Task to complete ▸ Output only the lines of the entries that follow, starting at the one with "let map = existing.unwrap();" and running down to the one with "lock, grounded in", both included and unchanged.

(Saved data entries)
★ ★ ★ ★ ★ ★ ★

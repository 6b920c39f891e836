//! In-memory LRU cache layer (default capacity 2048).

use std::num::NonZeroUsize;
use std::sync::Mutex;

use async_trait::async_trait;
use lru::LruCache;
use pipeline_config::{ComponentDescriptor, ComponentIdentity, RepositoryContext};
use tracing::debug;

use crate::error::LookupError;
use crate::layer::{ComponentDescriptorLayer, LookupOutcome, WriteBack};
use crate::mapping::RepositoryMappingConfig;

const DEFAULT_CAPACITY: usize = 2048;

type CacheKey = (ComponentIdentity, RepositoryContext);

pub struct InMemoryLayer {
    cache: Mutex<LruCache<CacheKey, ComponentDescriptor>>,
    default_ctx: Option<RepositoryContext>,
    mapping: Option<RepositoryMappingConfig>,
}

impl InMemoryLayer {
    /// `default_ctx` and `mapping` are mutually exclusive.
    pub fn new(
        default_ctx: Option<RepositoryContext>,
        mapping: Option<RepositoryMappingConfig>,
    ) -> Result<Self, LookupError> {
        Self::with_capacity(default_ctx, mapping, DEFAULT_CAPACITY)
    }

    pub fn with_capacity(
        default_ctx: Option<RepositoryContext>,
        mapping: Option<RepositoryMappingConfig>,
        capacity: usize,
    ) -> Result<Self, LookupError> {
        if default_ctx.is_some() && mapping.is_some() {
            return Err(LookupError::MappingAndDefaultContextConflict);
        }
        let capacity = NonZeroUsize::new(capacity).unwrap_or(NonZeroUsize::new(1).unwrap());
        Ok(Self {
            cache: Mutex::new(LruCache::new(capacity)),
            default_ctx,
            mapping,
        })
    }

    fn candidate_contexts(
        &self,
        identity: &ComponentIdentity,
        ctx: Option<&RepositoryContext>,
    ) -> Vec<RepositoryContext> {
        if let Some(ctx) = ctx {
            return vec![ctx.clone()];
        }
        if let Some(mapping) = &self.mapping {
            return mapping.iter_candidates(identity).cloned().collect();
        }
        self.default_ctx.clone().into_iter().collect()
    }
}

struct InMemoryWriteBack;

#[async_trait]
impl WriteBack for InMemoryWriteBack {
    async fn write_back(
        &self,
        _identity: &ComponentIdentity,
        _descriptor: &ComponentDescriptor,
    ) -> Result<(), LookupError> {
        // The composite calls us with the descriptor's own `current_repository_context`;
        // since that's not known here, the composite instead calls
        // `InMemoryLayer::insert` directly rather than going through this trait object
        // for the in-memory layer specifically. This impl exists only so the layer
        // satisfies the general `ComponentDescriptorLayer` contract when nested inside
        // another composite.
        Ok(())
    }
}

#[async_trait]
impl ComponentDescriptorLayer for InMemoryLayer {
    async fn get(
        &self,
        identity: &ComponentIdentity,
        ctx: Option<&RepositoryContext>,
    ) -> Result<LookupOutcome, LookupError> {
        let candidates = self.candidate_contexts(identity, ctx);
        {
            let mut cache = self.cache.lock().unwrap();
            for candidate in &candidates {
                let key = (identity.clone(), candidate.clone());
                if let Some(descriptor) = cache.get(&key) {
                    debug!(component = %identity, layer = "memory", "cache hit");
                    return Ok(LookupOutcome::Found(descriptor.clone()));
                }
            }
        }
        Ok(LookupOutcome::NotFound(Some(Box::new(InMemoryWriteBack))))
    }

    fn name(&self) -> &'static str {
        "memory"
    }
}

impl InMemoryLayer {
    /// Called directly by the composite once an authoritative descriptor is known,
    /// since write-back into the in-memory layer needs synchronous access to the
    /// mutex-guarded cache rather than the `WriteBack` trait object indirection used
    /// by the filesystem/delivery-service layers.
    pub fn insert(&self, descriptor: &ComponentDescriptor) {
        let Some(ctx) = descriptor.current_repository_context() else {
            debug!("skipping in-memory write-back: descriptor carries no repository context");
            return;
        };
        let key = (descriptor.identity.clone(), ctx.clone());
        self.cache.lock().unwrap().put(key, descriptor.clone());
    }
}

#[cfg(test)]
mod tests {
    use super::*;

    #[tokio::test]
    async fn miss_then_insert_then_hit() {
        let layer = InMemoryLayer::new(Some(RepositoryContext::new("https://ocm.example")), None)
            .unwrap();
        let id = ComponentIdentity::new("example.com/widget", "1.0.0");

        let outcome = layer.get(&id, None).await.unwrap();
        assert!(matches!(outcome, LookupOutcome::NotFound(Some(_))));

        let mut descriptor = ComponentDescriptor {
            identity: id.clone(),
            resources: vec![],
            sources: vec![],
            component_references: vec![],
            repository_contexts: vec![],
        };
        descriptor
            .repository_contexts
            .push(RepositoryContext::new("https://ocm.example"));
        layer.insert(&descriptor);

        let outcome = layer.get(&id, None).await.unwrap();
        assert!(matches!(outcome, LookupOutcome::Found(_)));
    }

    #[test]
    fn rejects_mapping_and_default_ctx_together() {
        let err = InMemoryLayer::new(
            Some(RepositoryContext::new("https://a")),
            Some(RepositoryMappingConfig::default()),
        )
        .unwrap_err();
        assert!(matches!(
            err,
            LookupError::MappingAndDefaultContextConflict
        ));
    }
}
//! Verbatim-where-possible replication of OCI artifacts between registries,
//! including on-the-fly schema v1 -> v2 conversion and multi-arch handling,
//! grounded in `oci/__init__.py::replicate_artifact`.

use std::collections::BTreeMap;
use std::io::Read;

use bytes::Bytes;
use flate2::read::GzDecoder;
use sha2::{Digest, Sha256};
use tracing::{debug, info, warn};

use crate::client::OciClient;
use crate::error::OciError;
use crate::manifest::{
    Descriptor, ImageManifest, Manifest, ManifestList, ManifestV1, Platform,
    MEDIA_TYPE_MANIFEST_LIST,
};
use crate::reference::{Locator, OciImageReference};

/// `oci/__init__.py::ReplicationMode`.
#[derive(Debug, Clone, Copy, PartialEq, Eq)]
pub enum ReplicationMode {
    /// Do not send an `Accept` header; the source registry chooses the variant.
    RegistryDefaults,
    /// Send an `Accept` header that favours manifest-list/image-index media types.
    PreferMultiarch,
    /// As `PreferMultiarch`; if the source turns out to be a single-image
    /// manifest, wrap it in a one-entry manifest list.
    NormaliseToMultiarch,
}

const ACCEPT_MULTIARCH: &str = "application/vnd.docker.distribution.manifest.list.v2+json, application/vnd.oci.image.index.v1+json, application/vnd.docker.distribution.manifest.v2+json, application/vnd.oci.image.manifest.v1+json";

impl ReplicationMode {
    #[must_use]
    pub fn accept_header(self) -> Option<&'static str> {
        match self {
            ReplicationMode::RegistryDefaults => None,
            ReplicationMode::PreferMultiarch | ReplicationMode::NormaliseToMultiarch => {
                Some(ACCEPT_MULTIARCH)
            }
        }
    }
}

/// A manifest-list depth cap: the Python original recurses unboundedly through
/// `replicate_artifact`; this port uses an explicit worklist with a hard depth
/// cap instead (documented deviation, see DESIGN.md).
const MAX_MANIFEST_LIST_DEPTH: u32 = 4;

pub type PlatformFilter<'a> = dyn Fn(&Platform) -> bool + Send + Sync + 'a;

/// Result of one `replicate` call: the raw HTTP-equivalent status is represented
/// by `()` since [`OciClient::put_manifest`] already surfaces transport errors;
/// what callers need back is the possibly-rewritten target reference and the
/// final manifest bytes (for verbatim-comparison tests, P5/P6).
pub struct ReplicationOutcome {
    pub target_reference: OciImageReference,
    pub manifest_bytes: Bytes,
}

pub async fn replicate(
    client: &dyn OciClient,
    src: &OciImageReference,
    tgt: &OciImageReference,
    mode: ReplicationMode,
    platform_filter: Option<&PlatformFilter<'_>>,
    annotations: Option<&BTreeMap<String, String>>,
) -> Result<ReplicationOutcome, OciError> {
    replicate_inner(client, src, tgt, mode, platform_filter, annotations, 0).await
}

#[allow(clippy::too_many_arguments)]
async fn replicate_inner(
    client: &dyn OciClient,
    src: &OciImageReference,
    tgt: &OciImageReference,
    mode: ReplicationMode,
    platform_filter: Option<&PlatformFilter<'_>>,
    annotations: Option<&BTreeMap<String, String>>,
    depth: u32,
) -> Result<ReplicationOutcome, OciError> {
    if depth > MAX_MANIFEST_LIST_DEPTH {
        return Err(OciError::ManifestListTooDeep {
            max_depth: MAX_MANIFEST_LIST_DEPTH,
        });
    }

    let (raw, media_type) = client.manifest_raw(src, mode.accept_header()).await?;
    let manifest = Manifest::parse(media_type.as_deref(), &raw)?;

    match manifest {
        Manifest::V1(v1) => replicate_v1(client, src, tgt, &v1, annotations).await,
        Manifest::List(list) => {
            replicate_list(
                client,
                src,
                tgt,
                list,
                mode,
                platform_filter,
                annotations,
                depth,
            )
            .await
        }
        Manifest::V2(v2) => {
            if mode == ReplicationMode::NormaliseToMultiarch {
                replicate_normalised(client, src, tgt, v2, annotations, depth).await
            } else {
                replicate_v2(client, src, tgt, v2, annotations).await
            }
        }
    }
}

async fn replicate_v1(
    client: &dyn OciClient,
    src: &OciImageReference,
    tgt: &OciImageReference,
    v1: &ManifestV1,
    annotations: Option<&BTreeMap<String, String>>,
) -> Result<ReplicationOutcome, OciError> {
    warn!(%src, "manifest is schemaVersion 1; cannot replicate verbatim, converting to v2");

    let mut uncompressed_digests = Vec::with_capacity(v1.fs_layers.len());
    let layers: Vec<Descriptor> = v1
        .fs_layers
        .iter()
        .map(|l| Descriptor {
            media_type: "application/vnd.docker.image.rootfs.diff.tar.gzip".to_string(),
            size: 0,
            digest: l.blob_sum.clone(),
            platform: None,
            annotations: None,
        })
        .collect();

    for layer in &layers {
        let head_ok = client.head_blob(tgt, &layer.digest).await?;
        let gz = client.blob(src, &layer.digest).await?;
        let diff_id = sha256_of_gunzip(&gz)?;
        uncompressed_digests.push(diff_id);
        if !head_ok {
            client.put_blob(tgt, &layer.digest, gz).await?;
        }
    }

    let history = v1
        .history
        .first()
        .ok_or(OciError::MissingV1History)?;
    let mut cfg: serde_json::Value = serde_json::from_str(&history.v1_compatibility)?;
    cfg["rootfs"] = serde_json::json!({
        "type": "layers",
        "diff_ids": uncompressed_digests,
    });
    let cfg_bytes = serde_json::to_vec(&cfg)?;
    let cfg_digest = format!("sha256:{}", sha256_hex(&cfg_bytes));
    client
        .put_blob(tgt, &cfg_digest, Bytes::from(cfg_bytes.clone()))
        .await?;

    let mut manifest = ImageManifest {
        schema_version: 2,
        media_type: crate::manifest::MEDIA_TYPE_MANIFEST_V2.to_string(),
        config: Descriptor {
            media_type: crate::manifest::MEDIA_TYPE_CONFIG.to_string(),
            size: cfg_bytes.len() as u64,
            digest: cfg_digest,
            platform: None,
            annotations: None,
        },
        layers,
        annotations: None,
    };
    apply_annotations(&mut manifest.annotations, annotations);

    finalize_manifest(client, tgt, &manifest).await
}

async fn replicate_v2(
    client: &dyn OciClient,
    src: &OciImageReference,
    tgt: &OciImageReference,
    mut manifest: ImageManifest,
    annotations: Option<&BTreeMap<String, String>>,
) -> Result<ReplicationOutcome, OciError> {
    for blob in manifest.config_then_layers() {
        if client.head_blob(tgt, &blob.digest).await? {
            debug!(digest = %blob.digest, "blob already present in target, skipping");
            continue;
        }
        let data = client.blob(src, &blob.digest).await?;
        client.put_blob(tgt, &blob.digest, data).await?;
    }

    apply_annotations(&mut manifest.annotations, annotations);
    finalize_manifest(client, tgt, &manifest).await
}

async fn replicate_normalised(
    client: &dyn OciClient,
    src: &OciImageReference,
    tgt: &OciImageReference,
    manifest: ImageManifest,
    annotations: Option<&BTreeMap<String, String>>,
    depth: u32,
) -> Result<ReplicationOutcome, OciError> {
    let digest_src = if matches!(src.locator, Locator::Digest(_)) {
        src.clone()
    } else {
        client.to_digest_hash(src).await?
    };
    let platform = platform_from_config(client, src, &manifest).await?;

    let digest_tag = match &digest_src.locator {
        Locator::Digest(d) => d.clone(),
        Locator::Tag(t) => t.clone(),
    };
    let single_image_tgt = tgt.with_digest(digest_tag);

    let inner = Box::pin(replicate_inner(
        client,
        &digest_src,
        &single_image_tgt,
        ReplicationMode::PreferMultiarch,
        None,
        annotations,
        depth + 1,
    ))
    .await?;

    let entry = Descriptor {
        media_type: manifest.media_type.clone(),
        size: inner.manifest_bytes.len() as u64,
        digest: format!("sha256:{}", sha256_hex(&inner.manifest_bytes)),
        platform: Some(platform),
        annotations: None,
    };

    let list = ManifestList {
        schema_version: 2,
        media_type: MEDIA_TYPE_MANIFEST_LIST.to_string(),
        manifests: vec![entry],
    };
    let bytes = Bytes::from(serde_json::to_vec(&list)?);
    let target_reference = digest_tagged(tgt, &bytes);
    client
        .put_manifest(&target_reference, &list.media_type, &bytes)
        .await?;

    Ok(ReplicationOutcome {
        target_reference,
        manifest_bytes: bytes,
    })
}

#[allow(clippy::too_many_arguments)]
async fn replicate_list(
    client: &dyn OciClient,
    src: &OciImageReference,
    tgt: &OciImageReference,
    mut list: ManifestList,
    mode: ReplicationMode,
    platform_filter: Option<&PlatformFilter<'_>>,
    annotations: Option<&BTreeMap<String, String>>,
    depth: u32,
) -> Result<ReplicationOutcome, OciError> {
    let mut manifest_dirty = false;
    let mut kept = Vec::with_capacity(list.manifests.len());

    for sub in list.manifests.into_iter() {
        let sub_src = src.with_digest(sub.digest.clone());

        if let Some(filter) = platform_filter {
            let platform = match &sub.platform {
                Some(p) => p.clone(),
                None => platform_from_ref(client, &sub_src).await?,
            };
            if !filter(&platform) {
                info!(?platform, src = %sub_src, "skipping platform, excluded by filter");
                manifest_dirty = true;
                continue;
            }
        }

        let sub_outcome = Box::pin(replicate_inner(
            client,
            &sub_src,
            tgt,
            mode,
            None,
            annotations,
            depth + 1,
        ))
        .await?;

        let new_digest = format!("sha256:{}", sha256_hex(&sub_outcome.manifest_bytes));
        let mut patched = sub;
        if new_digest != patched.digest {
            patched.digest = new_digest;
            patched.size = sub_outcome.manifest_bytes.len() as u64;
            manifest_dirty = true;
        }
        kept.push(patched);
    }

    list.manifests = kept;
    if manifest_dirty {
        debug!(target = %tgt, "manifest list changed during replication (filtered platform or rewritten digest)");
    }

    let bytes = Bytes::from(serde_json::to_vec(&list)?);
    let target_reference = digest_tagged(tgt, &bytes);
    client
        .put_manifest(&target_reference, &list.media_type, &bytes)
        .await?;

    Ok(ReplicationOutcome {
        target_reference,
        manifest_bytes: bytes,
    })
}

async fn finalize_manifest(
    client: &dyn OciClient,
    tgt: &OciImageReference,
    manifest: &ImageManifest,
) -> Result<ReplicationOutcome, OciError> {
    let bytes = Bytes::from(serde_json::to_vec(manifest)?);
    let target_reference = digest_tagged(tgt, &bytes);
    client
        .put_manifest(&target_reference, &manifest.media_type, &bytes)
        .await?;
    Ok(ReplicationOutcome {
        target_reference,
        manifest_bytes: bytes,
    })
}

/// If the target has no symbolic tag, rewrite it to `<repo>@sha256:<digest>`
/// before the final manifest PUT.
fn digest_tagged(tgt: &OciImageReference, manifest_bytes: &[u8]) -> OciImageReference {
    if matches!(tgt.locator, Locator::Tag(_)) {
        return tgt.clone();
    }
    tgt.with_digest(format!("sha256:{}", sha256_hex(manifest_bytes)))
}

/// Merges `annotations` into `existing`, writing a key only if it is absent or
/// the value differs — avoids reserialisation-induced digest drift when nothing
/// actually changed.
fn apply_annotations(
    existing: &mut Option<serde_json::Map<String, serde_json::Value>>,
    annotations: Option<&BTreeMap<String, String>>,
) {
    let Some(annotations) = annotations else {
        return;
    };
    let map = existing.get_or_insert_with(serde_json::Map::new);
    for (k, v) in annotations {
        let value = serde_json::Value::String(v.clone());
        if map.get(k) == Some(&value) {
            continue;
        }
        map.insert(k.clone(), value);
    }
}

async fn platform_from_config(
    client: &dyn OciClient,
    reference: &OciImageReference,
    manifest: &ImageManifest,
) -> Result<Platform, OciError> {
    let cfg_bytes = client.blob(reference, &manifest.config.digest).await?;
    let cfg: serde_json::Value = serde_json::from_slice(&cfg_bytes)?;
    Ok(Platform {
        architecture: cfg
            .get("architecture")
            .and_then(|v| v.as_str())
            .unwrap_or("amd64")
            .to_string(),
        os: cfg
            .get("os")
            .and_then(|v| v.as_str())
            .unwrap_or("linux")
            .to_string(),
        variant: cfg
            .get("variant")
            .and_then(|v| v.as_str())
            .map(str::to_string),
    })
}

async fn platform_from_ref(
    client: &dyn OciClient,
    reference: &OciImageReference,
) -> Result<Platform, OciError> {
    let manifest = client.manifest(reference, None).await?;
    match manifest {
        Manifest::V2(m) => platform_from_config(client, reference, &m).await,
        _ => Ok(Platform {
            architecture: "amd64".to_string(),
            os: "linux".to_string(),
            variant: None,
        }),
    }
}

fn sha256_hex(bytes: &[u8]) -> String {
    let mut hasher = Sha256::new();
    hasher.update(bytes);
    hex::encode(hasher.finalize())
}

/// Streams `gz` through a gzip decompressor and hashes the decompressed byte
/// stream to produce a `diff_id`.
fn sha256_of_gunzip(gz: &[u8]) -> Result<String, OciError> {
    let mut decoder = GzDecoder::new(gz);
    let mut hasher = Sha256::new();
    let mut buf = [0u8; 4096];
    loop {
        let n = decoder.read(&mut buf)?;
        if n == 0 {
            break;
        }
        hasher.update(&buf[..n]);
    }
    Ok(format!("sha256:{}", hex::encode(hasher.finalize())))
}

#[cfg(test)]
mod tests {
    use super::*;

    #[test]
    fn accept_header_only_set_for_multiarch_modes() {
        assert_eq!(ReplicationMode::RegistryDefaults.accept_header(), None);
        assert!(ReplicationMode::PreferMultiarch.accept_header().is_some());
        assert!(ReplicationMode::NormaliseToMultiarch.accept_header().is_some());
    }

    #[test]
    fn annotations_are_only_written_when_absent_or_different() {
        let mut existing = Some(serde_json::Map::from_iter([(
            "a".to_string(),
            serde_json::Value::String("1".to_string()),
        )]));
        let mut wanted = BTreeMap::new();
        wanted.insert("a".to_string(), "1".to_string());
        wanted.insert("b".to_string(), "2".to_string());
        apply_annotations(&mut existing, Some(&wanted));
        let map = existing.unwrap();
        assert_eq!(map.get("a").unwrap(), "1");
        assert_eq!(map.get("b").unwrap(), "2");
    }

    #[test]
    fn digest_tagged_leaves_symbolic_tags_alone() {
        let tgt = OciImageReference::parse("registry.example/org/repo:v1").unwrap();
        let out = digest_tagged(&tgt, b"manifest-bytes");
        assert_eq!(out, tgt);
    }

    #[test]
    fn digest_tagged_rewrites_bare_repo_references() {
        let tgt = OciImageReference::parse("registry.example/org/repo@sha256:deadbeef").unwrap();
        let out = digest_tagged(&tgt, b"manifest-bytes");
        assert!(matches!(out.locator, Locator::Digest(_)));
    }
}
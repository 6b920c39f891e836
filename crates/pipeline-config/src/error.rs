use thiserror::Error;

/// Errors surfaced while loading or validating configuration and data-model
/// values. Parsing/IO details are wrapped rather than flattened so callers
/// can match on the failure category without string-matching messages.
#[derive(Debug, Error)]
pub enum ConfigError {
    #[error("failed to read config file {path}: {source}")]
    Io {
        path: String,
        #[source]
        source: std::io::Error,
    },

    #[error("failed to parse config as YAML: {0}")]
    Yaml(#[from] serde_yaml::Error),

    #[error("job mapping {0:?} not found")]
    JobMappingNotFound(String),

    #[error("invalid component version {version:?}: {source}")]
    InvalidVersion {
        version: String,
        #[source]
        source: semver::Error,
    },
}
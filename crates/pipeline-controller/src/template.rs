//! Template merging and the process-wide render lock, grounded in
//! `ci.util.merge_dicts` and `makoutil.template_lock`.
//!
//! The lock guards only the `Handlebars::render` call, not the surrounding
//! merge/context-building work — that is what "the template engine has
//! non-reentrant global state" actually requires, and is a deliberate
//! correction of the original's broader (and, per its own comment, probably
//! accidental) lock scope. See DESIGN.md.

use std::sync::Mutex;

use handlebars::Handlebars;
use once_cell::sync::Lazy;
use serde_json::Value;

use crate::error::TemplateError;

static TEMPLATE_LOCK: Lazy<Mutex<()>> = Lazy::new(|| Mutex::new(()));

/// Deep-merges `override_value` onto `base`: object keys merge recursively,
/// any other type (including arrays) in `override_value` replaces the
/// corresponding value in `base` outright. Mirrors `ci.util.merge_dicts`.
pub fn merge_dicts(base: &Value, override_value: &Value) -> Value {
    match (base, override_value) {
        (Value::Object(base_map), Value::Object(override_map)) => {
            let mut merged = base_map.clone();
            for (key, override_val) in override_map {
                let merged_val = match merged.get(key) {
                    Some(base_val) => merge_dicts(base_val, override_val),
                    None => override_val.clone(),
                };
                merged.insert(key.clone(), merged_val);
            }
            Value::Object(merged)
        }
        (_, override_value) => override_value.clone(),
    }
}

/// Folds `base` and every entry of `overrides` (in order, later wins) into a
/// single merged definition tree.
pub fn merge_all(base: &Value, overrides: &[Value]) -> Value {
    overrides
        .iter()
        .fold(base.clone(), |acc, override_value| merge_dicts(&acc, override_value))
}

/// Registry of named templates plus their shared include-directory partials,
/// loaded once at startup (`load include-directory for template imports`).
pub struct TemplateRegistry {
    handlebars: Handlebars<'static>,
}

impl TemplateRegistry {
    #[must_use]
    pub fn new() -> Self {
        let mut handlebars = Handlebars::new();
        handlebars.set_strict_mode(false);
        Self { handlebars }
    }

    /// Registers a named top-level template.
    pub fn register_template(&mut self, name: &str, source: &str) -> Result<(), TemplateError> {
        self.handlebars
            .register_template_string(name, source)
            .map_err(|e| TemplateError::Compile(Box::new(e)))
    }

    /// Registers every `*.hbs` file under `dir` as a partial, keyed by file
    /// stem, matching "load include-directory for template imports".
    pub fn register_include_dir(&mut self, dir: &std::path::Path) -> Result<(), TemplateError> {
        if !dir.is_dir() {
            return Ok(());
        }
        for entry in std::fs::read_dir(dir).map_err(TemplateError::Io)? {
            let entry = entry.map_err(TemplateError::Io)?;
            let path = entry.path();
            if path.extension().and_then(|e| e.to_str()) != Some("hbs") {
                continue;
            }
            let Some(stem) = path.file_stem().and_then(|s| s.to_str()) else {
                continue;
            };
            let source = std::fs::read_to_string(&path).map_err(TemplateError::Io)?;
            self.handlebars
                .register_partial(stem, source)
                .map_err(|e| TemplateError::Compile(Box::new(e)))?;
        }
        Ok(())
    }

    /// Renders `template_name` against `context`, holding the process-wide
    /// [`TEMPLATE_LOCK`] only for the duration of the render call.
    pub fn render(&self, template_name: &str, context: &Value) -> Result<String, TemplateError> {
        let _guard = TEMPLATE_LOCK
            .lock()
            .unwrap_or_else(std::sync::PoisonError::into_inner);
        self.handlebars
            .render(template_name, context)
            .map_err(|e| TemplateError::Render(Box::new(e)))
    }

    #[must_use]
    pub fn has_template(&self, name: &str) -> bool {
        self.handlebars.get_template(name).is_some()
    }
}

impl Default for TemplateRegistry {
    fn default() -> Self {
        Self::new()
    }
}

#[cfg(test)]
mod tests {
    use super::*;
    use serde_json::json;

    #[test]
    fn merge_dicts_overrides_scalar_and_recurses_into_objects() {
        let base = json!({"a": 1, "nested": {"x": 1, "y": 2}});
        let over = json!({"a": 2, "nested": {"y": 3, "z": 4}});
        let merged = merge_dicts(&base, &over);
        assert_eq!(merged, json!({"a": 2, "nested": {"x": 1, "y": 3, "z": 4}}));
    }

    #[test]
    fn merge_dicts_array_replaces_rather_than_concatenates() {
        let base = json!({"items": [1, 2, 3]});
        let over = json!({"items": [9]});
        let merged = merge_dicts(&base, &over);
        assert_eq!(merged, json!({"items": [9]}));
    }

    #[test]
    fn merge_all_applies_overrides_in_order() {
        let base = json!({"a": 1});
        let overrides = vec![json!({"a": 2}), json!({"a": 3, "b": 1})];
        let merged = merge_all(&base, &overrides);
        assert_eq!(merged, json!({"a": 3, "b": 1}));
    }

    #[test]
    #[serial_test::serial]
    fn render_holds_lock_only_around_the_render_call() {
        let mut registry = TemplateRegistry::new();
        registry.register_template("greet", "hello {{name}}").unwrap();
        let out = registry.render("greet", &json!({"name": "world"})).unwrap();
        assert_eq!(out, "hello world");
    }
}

★ ★ ★ ★ ★ ★ ★

Answer for this exercise ▸
        let map = existing.unwrap();
        assert_eq!(map.get("a").unwrap(), "1");
        assert_eq!(map.get("b").unwrap(), "2");
    }

    #[test]
    fn digest_tagged_leaves_symbolic_tags_alone() {
        let tgt = OciImageReference::parse("registry.example/org/repo:v1").unwrap();
        let out = digest_tagged(&tgt, b"manifest-bytes");
        assert_eq!(out, tgt);
    }

    #[test]
    fn digest_tagged_rewrites_bare_repo_references() {
        let tgt = OciImageReference::parse("registry.example/org/repo@sha256:deadbeef").unwrap();
        let out = digest_tagged(&tgt, b"manifest-bytes");
        assert!(matches!(out.locator, Locator::Digest(_)));
    }
}
repository 6b920c39f891e836
filename crates/pipeline-config/src/error.rs
use thiserror::Error;

/// Errors surfaced while loading or validating configuration and data-model
/// values. Parsing/IO details are wrapped rather than flattened so callers
/// can match on the failure category without string-matching messages.
#[derive(Debug, Error)]
pub enum ConfigError {
    #[error("failed to read config file {path}: {source}")]
    Io {
        path: String,
        #[source]
        source: std::io::Error,
    },

    #[error("failed to parse config as YAML: {0}")]
    Yaml(#[from] serde_yaml::Error),

    #[error("job mapping {0:?} not found")]
    JobMappingNotFound(String),

    #[error("invalid component version {version:?}: {source}")]
    InvalidVersion {
        version: String,
        #[source]
        source: semver::Error,
    },
}
filename crates/pipeline-controller/src/template.rs
//! Template merging and the process-wide render lock, grounded in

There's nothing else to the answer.